MATERIAL PROVIDED START

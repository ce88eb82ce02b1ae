//! Dashboard service layer - resolves usage records
//!
//! Functions in this module accept trait objects and return typed data.
//! They never print - that's the CLI layer's job. Nothing here returns an
//! error: failures become warnings and, at worst, sample data.

use anyhow::{Context, Result};
use chrono::{DateTime, Utc};
use tracing::{debug, info};

use super::config::DashboardConfig;
use super::sample;
use super::today::TodayPolicy;
use super::types::{DataOrigin, Dataset, UsageRecord};
use crate::drive::{DriveApi, DriveConfig};

/// Decode one stats file and stamp it with its folder name
pub fn parse_record(bytes: &[u8], folder_name: &str) -> Result<UsageRecord> {
    let text = std::str::from_utf8(bytes).context("File is not valid UTF-8")?;
    let mut record: UsageRecord = serde_json::from_str(text).context("Invalid usage stats JSON")?;
    record.account_name = folder_name.to_string();
    Ok(record)
}

/// Fetch one record per matching account folder
///
/// A folder whose stats cannot be read is skipped with a warning.
pub async fn fetch_drive_records(
    api: &impl DriveApi,
    config: &DriveConfig,
    warnings: &mut Vec<String>,
) -> Vec<UsageRecord> {
    let root = match api.find_folder(&config.root_folder).await {
        Ok(Some(root)) => root,
        Ok(None) => {
            push_warning(
                warnings,
                format!("Parent folder '{}' not found", config.root_folder),
            );
            return Vec::new();
        }
        Err(e) => {
            push_warning(warnings, format!("Error finding folders: {:#}", e));
            return Vec::new();
        }
    };

    let folders = match api
        .list_child_folders(&root.id, &config.folder_pattern)
        .await
    {
        Ok(folders) => folders,
        Err(e) => {
            push_warning(warnings, format!("Error finding folders: {:#}", e));
            return Vec::new();
        }
    };

    info!(count = folders.len(), root = %root.name, "found account folders");

    let mut records = Vec::with_capacity(folders.len());
    for folder in &folders {
        match fetch_folder_record(api, &folder.id, &folder.name, &config.stats_file).await {
            Ok(Some(record)) => records.push(record),
            Ok(None) => {}
            Err(e) => push_warning(
                warnings,
                format!("Could not read usage stats for {}: {:#}", folder.name, e),
            ),
        }
    }
    records
}

async fn fetch_folder_record(
    api: &impl DriveApi,
    folder_id: &str,
    folder_name: &str,
    stats_file: &str,
) -> Result<Option<UsageRecord>> {
    let Some(file) = api.find_child_file(folder_id, stats_file).await? else {
        return Ok(None);
    };
    let bytes = api.download(&file.id).await?;
    parse_record(&bytes, folder_name).map(Some)
}

/// Record a user-visible warning for this load
pub fn push_warning(warnings: &mut Vec<String>, message: String) {
    debug!(%message, "load warning");
    warnings.push(message);
}

/// Resolve the records for one load
///
/// Uses Drive when a client is available and it returns anything, sample
/// data otherwise.
pub async fn resolve_records<A: DriveApi>(
    api: Option<&A>,
    drive: &DriveConfig,
    dashboard: &DashboardConfig,
    policy: &TodayPolicy,
    now: DateTime<Utc>,
) -> Dataset {
    let mut warnings = Vec::new();

    if let Some(api) = api {
        let records = fetch_drive_records(api, drive, &mut warnings).await;
        if !records.is_empty() {
            return Dataset {
                records,
                origin: DataOrigin::Drive,
                warnings,
            };
        }
        info!("no usage records in Drive, using sample data");
    }

    Dataset {
        records: sample_records(drive, dashboard, policy, now),
        origin: DataOrigin::Sample,
        warnings,
    }
}

/// Sample data named after the configured folder pattern
pub fn sample_records(
    drive: &DriveConfig,
    dashboard: &DashboardConfig,
    policy: &TodayPolicy,
    now: DateTime<Utc>,
) -> Vec<UsageRecord> {
    sample::generate(
        &mut rand::thread_rng(),
        dashboard.sample_ids(),
        &drive.folder_pattern,
        policy,
        now,
    )
}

MATERIAL PROVIDED END

> **WORK ITEM**: Your task is to reproduce each entry exactly.

> **EXPECTED ANSWER**:
repository ce88eb82ce02b1ae
//! Dashboard service layer - resolves usage records
//!
//! Functions in this module accept trait objects and return typed data.
//! They never print - that's the CLI layer's job. Nothing here returns an
//! error: failures become warnings and, at worst, sample data.

use anyhow::{Context, Result};
use chrono::{DateTime, Utc};
use tracing::{debug, info};

use super::config::DashboardConfig;
use super::sample;
use super::today::TodayPolicy;
use super::types::{DataOrigin, Dataset, UsageRecord};
use crate::drive::{DriveApi, DriveConfig};

/// Decode one stats file and stamp it with its folder name
pub fn parse_record(bytes: &[u8], folder_name: &str) -> Result<UsageRecord> {
    let text = std::str::from_utf8(bytes).context("File is not valid UTF-8")?;
    let mut record: UsageRecord = serde_json::from_str(text).context("Invalid usage stats JSON")?;
    record.account_name = folder_name.to_string();
    Ok(record)
}

/// Fetch one record per matching account folder
///
/// A folder whose stats cannot be read is skipped with a warning.
pub async fn fetch_drive_records(
    api: &impl DriveApi,
    config: &DriveConfig,
    warnings: &mut Vec<String>,
) -> Vec<UsageRecord> {
    let root = match api.find_folder(&config.root_folder).await {
        Ok(Some(root)) => root,
        Ok(None) => {
            push_warning(
                warnings,
                format!("Parent folder '{}' not found", config.root_folder),
            );
            return Vec::new();
        }
        Err(e) => {
            push_warning(warnings, format!("Error finding folders: {:#}", e));
            return Vec::new();
        }
    };

    let folders = match api
        .list_child_folders(&root.id, &config.folder_pattern)
        .await
    {
        Ok(folders) => folders,
        Err(e) => {
            push_warning(warnings, format!("Error finding folders: {:#}", e));
            return Vec::new();
        }
    };

    info!(count = folders.len(), root = %root.name, "found account folders");

    let mut records = Vec::with_capacity(folders.len());
    for folder in &folders {
        match fetch_folder_record(api, &folder.id, &folder.name, &config.stats_file).await {
            Ok(Some(record)) => records.push(record),
            Ok(None) => {}
            Err(e) => push_warning(
                warnings,
                format!("Could not read usage stats for {}: {:#}", folder.name, e),
            ),
        }
    }
    records
}

async fn fetch_folder_record(
    api: &impl DriveApi,
    folder_id: &str,
    folder_name: &str,
    stats_file: &str,
) -> Result<Option<UsageRecord>> {
    let Some(file) = api.find_child_file(folder_id, stats_file).await? else {
        return Ok(None);
    };
    let bytes = api.download(&file.id).await?;
    parse_record(&bytes, folder_name).map(Some)
}

/// Record a user-visible warning for this load
pub fn push_warning(warnings: &mut Vec<String>, message: String) {
    debug!(%message, "load warning");
    warnings.push(message);
}

/// Resolve the records for one load
///
/// Uses Drive when a client is available and it returns anything, sample
/// data otherwise.
pub async fn resolve_records<A: DriveApi>(
    api: Option<&A>,
    drive: &DriveConfig,
    dashboard: &DashboardConfig,
    policy: &TodayPolicy,
    now: DateTime<Utc>,
) -> Dataset {
    let mut warnings = Vec::new();

    if let Some(api) = api {
        let records = fetch_drive_records(api, drive, &mut warnings).await;
        if !records.is_empty() {
            return Dataset {
                records,
                origin: DataOrigin::Drive,
                warnings,
            };
        }
        info!("no usage records in Drive, using sample data");
    }

    Dataset {
        records: sample_records(drive, dashboard, policy, now),
        origin: DataOrigin::Sample,
        warnings,
    }
}

/// Sample data named after the configured folder pattern
pub fn sample_records(
    drive: &DriveConfig,
    dashboard: &DashboardConfig,
    policy: &TodayPolicy,
    now: DateTime<Utc>,
) -> Vec<UsageRecord> {
    sample::generate(
        &mut rand::thread_rng(),
        dashboard.sample_ids(),
        &drive.folder_pattern,
        policy,
        now,
    )
}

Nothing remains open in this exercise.